§ EXERCISE: Find the string "unexpected" in the listing and report every line that has it.

§ THE DATA:
------

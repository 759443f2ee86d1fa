//! Sans-IO acceptor.
//!
//! An [`Acceptor`] borrows a listening resource, accepts exactly one
//! connection on it, hands the listener straight back and then supervises
//! the session running on that connection until it ends.
//!
//! ```text
//! Idle -> Accepting -> Active -> StoppingSession -> StoppingConnection -> Done
//!             |  ^                                                        |
//!             +--+ accept error (retry)                          stop -> Idle
//! ```
//!
//! Stopping an active acceptor goes through `StoppingSessionFinal` and
//! `Stopping` instead, and ends in `Idle` with the listener (if it was still
//! held) given back in [`AcceptorAction::Stopped`].

use crate::config::ConnectionOptions;
use crate::session::{SessionConfig, SessionOutcome};
use smallvec::SmallVec;
use std::io;
use tracing::{debug, warn};

#[derive(Debug, Clone, Copy, PartialEq, Eq)]
pub enum AcceptorState {
    Idle,
    /// Holding the listener, waiting for a connection.
    Accepting,
    /// A session runs on the accepted connection.
    Active,
    StoppingSession,
    StoppingConnection,
    /// The session ended; waiting for the owner to stop us.
    Done,
    StoppingSessionFinal,
    Stopping,
}

/// Completions fed into the acceptor.
#[derive(Debug)]
pub enum AcceptorEvent {
    Accepted,
    AcceptError(io::Error),
    SessionDone(SessionOutcome),
    SessionStopped,
    ConnectionStopped,
    Stop,
}

/// Work the owner must carry out.
#[derive(Debug)]
pub enum AcceptorAction<L> {
    /// Issue an accept on the held listener.
    Accept,
    /// Apply inherited options to the new connection.
    Configure(ConnectionOptions),
    /// The listener goes back to whoever started the acceptor.
    ReturnListener(L),
    /// A connection was accepted.
    Accepted,
    StartSession(SessionConfig),
    StopSession,
    /// Close the accepted connection.
    StopConnection,
    /// The session on our connection ended.
    Done(SessionOutcome),
    /// Fully stopped, returning the listener if it was still held.
    Stopped(Option<L>),
}

#[derive(Debug, Clone, Copy, Default, PartialEq, Eq)]
pub struct AcceptorStats {
    pub accepted: u64,
    pub accept_errors: u64,
    /// Sessions that ended with a transport error.
    pub broken: u64,
    /// Connections torn down by a stop request while still running.
    pub dropped: u64,
}

pub struct Acceptor<L> {
    state: AcceptorState,
    listener: Option<L>,
    session: SessionConfig,
    options: ConnectionOptions,
    outcome: Option<SessionOutcome>,
    last_error: Option<io::Error>,
    stats: AcceptorStats,
    actions: SmallVec<[AcceptorAction<L>; 4]>,
}

impl<L> Acceptor<L> {
    #[must_use]
    pub fn new(session: SessionConfig, options: ConnectionOptions) -> Self {
        Self {
            state: AcceptorState::Idle,
            listener: None,
            session,
            options,
            outcome: None,
            last_error: None,
            stats: AcceptorStats::default(),
            actions: SmallVec::new(),
        }
    }

    #[must_use]
    pub const fn state(&self) -> AcceptorState {
        self.state
    }

    #[must_use]
    pub const fn stats(&self) -> AcceptorStats {
        self.stats
    }

    /// The most recent accept error, kept for diagnostics.
    #[must_use]
    pub const fn last_error(&self) -> Option<&io::Error> {
        self.last_error.as_ref()
    }

    /// How the session ended, once it has.
    #[must_use]
    pub const fn outcome(&self) -> Option<SessionOutcome> {
        self.outcome
    }

    /// Whether the acceptor currently holds the listener.
    #[must_use]
    pub const fn holds_listener(&self) -> bool {
        self.listener.is_some()
    }

    /// Borrow the held listener to issue the accept on.
    #[must_use]
    pub const fn listener(&self) -> Option<&L> {
        self.listener.as_ref()
    }

    pub fn poll_action(&mut self) -> Option<AcceptorAction<L>> {
        if self.actions.is_empty() {
            None
        } else {
            Some(self.actions.remove(0))
        }
    }

    pub fn drain_actions(&mut self) -> SmallVec<[AcceptorAction<L>; 4]> {
        std::mem::take(&mut self.actions)
    }

    /// Take ownership of `listener` and start accepting on it.
    ///
    /// # Panics
    ///
    /// Panics unless the acceptor is idle.
    pub fn start(&mut self, listener: L) {
        assert_eq!(self.state, AcceptorState::Idle, "acceptor already started");
        self.listener = Some(listener);
        self.outcome = None;
        self.state = AcceptorState::Accepting;
        self.actions.push(AcceptorAction::Accept);
    }

    /// Feed one event into the state machine.
    ///
    /// # Panics
    ///
    /// Panics on an event that cannot happen in the current state.
    pub fn handle(&mut self, event: AcceptorEvent) {
        debug!("[Acceptor] {:?} <- {:?}", self.state, event);

        match (self.state, event) {
            (_, AcceptorEvent::Stop) => self.stop(),

            (AcceptorState::Accepting, AcceptorEvent::Accepted) => {
                self.stats.accepted += 1;
                self.actions.push(AcceptorAction::Configure(self.options));
                if let Some(listener) = self.listener.take() {
                    self.actions.push(AcceptorAction::ReturnListener(listener));
                }
                self.actions.push(AcceptorAction::Accepted);
                self.actions.push(AcceptorAction::StartSession(self.session));
                self.state = AcceptorState::Active;
            }
            (AcceptorState::Accepting, AcceptorEvent::AcceptError(err)) => {
                warn!("[Acceptor] accept failed, retrying: {}", err);
                self.stats.accept_errors += 1;
                self.last_error = Some(err);
                self.actions.push(AcceptorAction::Accept);
            }

            (AcceptorState::Active, AcceptorEvent::SessionDone(outcome)) => {
                if outcome == SessionOutcome::Error {
                    self.stats.broken += 1;
                }
                self.outcome = Some(outcome);
                self.actions.push(AcceptorAction::StopSession);
                self.state = AcceptorState::StoppingSession;
            }
            (AcceptorState::StoppingSession, AcceptorEvent::SessionStopped) => {
                self.actions.push(AcceptorAction::StopConnection);
                self.state = AcceptorState::StoppingConnection;
            }
            (AcceptorState::StoppingConnection, AcceptorEvent::ConnectionStopped) => {
                let outcome = self.outcome.unwrap_or(SessionOutcome::Error);
                self.actions.push(AcceptorAction::Done(outcome));
                self.state = AcceptorState::Done;
            }

            (AcceptorState::StoppingSessionFinal, AcceptorEvent::SessionStopped) => {
                self.actions.push(AcceptorAction::StopConnection);
                self.state = AcceptorState::Stopping;
            }
            (AcceptorState::Stopping, AcceptorEvent::ConnectionStopped) => self.finish_stop(),

            // The session may report completion while we are already
            // tearing it down.
            (
                AcceptorState::StoppingSession
                | AcceptorState::StoppingConnection
                | AcceptorState::StoppingSessionFinal
                | AcceptorState::Stopping
                | AcceptorState::Done,
                AcceptorEvent::SessionDone(_),
            ) => {}

            (state, event) => {
                panic!("[Acceptor] unexpected {event:?} in state {state:?}");
            }
        }
    }

    fn stop(&mut self) {
        match self.state {
            AcceptorState::Idle | AcceptorState::Accepting | AcceptorState::Done => {
                self.finish_stop();
            }
            AcceptorState::Active => {
                self.stats.dropped += 1;
                self.actions.push(AcceptorAction::StopSession);
                self.state = AcceptorState::StoppingSessionFinal;
            }
            AcceptorState::StoppingSession => {
                self.state = AcceptorState::StoppingSessionFinal;
            }
            AcceptorState::StoppingConnection => {
                self.state = AcceptorState::Stopping;
            }
            AcceptorState::StoppingSessionFinal | AcceptorState::Stopping => {}
        }
    }

    fn finish_stop(&mut self) {
        debug!("[Acceptor] stopped");
        self.state = AcceptorState::Idle;
        let listener = self.listener.take();
        self.actions.push(AcceptorAction::Stopped(listener));
    }
}

#[cfg(test)]
mod tests {
    use super::*;
    use crate::frame::Role;

    #[derive(Debug, PartialEq, Eq)]
    struct Listener(u32);

    fn acceptor() -> Acceptor<Listener> {
        let options = ConnectionOptions {
            send_buffer: 1024,
            recv_buffer: 2048,
            tcp_nodelay: true,
        };
        Acceptor::new(SessionConfig::new(Role::Server), options)
    }

    fn kinds(actions: &[AcceptorAction<Listener>]) -> Vec<&'static str> {
        actions
            .iter()
            .map(|a| match a {
                AcceptorAction::Accept => "accept",
                AcceptorAction::Configure(_) => "configure",
                AcceptorAction::ReturnListener(_) => "return",
                AcceptorAction::Accepted => "accepted",
                AcceptorAction::StartSession(_) => "start",
                AcceptorAction::StopSession => "stop-session",
                AcceptorAction::StopConnection => "stop-connection",
                AcceptorAction::Done(_) => "done",
                AcceptorAction::Stopped(_) => "stopped",
            })
            .collect()
    }

    fn accepted() -> Acceptor<Listener> {
        let mut acc = acceptor();
        acc.start(Listener(7));
        acc.handle(AcceptorEvent::Accepted);
        acc.drain_actions();
        acc
    }

    #[test]
    fn test_accept_returns_listener_and_starts_session() {
        let mut acc = acceptor();
        acc.start(Listener(7));
        assert_eq!(kinds(&acc.drain_actions()), ["accept"]);
        assert!(acc.holds_listener());

        acc.handle(AcceptorEvent::Accepted);
        let actions = acc.drain_actions();
        assert_eq!(kinds(&actions), ["configure", "return", "accepted", "start"]);
        assert!(matches!(&actions[1], AcceptorAction::ReturnListener(Listener(7))));
        assert!(matches!(
            &actions[0],
            AcceptorAction::Configure(ConnectionOptions { tcp_nodelay: true, .. })
        ));
        assert!(!acc.holds_listener());
        assert_eq!(acc.state(), AcceptorState::Active);
        assert_eq!(acc.stats().accepted, 1);
    }

    #[test]
    fn test_accept_errors_retry() {
        let mut acc = acceptor();
        acc.start(Listener(1));
        acc.drain_actions();
        for _ in 0..3 {
            acc.handle(AcceptorEvent::AcceptError(io::Error::other("emfile")));
            assert_eq!(kinds(&acc.drain_actions()), ["accept"]);
        }
        assert_eq!(acc.state(), AcceptorState::Accepting);
        assert_eq!(acc.stats().accept_errors, 3);
        assert!(acc.last_error().is_some());
        assert!(acc.holds_listener());
    }

    #[test]
    fn test_session_end_tears_down_then_done() {
        let mut acc = accepted();
        acc.handle(AcceptorEvent::SessionDone(SessionOutcome::Error));
        assert_eq!(kinds(&acc.drain_actions()), ["stop-session"]);
        acc.handle(AcceptorEvent::SessionStopped);
        assert_eq!(kinds(&acc.drain_actions()), ["stop-connection"]);
        acc.handle(AcceptorEvent::ConnectionStopped);
        let actions = acc.drain_actions();
        assert!(matches!(
            actions.as_slice(),
            [AcceptorAction::Done(SessionOutcome::Error)]
        ));
        assert_eq!(acc.state(), AcceptorState::Done);
        assert_eq!(acc.stats().broken, 1);

        acc.handle(AcceptorEvent::Stop);
        assert!(matches!(
            acc.drain_actions().as_slice(),
            [AcceptorAction::Stopped(None)]
        ));
        assert_eq!(acc.state(), AcceptorState::Idle);
    }

    #[test]
    fn test_stop_while_accepting_gives_listener_back() {
        let mut acc = acceptor();
        acc.start(Listener(3));
        acc.drain_actions();
        acc.handle(AcceptorEvent::Stop);
        assert!(matches!(
            acc.drain_actions().as_slice(),
            [AcceptorAction::Stopped(Some(Listener(3)))]
        ));
    }

    #[test]
    fn test_stop_while_active_drops_connection() {
        let mut acc = accepted();
        acc.handle(AcceptorEvent::Stop);
        assert_eq!(kinds(&acc.drain_actions()), ["stop-session"]);
        assert_eq!(acc.state(), AcceptorState::StoppingSessionFinal);

        // A late completion from the session is absorbed.
        acc.handle(AcceptorEvent::SessionDone(SessionOutcome::CloseHandshake));
        acc.handle(AcceptorEvent::SessionStopped);
        assert_eq!(kinds(&acc.drain_actions()), ["stop-connection"]);
        acc.handle(AcceptorEvent::ConnectionStopped);
        assert!(matches!(
            acc.drain_actions().as_slice(),
            [AcceptorAction::Stopped(None)]
        ));
        assert_eq!(acc.stats().dropped, 1);
    }

    #[test]
    fn test_stop_during_teardown_joins_final_path() {
        let mut acc = accepted();
        acc.handle(AcceptorEvent::SessionDone(SessionOutcome::CloseHandshake));
        acc.handle(AcceptorEvent::Stop);
        assert_eq!(acc.state(), AcceptorState::StoppingSessionFinal);
        acc.handle(AcceptorEvent::SessionStopped);
        acc.handle(AcceptorEvent::ConnectionStopped);
        let actions = acc.drain_actions();
        assert_eq!(kinds(&actions), ["stop-session", "stop-connection", "stopped"]);
        assert_eq!(acc.stats().dropped, 0);
    }

    #[test]
    #[should_panic(expected = "unexpected")]
    fn test_accept_completion_while_active_panics() {
        let mut acc = accepted();
        acc.handle(AcceptorEvent::Accepted);
    }
}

------

§ SOLUTION TO THIS EXERCISE:
                panic!("[Acceptor] unexpected {event:?} in state {state:?}");
    #[should_panic(expected = "unexpected")]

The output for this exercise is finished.